(Stored data entries)
◆ ◆ ◆ ◆ ◆ ◆ ◆
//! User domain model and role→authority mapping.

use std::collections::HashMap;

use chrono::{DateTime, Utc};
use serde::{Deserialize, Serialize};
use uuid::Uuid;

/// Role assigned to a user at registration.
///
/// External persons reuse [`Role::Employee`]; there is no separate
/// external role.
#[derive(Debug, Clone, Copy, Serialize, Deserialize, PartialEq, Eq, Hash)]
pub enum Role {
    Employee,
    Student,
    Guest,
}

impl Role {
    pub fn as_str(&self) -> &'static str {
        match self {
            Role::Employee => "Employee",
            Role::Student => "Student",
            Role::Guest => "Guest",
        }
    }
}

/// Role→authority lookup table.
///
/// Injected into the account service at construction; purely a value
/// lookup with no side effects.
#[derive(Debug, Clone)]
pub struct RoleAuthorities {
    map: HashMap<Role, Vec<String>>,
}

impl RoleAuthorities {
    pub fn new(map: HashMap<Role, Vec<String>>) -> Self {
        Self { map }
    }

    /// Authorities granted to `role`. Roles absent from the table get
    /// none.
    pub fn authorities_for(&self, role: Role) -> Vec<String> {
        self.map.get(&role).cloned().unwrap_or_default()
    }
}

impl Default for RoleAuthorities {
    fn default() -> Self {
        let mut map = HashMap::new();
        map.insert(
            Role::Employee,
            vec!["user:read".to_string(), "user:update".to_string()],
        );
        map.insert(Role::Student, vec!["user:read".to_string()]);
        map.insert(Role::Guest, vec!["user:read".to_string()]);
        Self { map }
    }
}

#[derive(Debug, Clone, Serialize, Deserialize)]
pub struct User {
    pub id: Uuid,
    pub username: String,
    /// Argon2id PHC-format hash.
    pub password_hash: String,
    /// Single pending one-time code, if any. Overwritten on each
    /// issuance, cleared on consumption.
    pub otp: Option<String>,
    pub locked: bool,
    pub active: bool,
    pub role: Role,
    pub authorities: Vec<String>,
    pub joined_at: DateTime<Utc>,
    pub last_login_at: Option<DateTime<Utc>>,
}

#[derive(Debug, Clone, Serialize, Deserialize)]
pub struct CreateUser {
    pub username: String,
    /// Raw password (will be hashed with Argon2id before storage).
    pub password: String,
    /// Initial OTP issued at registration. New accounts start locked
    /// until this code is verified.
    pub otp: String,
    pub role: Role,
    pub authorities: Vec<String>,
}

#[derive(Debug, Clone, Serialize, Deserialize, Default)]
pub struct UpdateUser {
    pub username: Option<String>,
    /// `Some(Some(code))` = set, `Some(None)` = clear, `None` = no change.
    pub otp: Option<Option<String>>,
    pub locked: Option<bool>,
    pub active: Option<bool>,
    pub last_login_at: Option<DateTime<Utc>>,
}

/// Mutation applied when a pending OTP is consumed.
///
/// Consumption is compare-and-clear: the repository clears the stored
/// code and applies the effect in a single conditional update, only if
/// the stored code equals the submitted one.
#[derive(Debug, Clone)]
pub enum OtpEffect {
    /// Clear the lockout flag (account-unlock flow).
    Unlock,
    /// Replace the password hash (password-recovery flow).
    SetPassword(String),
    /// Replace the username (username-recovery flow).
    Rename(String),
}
◆ ◆ ◆ ◆ ◆ ◆ ◆
[Problem statement] Go through the records line by line, and copy each line that holds the string "with".

[Response to the task]
/// lookup with no side effects.
    /// Raw password (will be hashed with Argon2id before storage).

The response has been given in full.